◆ **INSTRUCTIONS FOR THE TASK**
Among the entries below, find each line holding "upstream" and return it.

Collected data entries:
++++++++

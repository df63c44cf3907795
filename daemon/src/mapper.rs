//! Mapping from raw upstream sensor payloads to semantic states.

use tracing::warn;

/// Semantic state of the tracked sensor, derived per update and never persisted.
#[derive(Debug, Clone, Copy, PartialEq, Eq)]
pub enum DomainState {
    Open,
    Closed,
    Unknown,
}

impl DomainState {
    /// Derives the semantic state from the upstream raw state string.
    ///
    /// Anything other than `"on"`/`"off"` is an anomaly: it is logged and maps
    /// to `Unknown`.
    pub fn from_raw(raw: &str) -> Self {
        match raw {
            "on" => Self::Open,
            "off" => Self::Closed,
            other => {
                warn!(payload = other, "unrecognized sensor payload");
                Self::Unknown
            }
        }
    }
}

++++++++

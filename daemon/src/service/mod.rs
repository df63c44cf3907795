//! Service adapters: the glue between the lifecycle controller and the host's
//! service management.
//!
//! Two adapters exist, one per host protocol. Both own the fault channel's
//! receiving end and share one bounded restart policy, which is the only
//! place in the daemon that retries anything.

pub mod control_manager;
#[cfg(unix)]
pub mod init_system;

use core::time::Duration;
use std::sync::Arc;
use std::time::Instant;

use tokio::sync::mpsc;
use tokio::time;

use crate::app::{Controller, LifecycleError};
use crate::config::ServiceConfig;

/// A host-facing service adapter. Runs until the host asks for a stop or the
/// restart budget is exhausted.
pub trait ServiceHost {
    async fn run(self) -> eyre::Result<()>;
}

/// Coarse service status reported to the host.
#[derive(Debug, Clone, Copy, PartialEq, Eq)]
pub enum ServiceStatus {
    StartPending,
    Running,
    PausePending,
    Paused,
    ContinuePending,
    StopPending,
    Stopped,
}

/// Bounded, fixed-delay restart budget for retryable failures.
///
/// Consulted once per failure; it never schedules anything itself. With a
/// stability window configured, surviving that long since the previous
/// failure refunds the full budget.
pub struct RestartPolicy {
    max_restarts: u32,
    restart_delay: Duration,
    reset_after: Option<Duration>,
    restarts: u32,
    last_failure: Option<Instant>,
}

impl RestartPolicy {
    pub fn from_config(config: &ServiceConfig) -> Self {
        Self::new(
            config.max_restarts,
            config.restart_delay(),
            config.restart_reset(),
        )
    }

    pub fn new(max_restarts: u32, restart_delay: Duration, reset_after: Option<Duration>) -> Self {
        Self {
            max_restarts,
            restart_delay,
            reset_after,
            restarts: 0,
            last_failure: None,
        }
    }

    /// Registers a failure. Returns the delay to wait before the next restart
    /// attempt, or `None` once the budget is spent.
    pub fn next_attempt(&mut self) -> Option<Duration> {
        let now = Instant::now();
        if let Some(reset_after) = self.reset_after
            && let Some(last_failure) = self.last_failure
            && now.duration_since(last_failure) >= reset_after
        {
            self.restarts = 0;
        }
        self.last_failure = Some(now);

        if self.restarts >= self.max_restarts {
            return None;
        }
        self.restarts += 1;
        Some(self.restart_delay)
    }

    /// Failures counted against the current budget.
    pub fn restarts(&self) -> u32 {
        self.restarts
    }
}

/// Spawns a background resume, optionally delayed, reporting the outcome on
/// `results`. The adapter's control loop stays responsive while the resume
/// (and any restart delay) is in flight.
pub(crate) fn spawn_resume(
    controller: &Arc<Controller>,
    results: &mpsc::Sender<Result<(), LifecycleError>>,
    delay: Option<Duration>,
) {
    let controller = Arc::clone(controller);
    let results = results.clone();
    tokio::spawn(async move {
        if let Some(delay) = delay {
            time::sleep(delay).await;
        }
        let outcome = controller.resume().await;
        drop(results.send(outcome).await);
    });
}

++++++++

◆ **OUTPUT**
//! Mapping from raw upstream sensor payloads to semantic states.
    /// Derives the semantic state from the upstream raw state string.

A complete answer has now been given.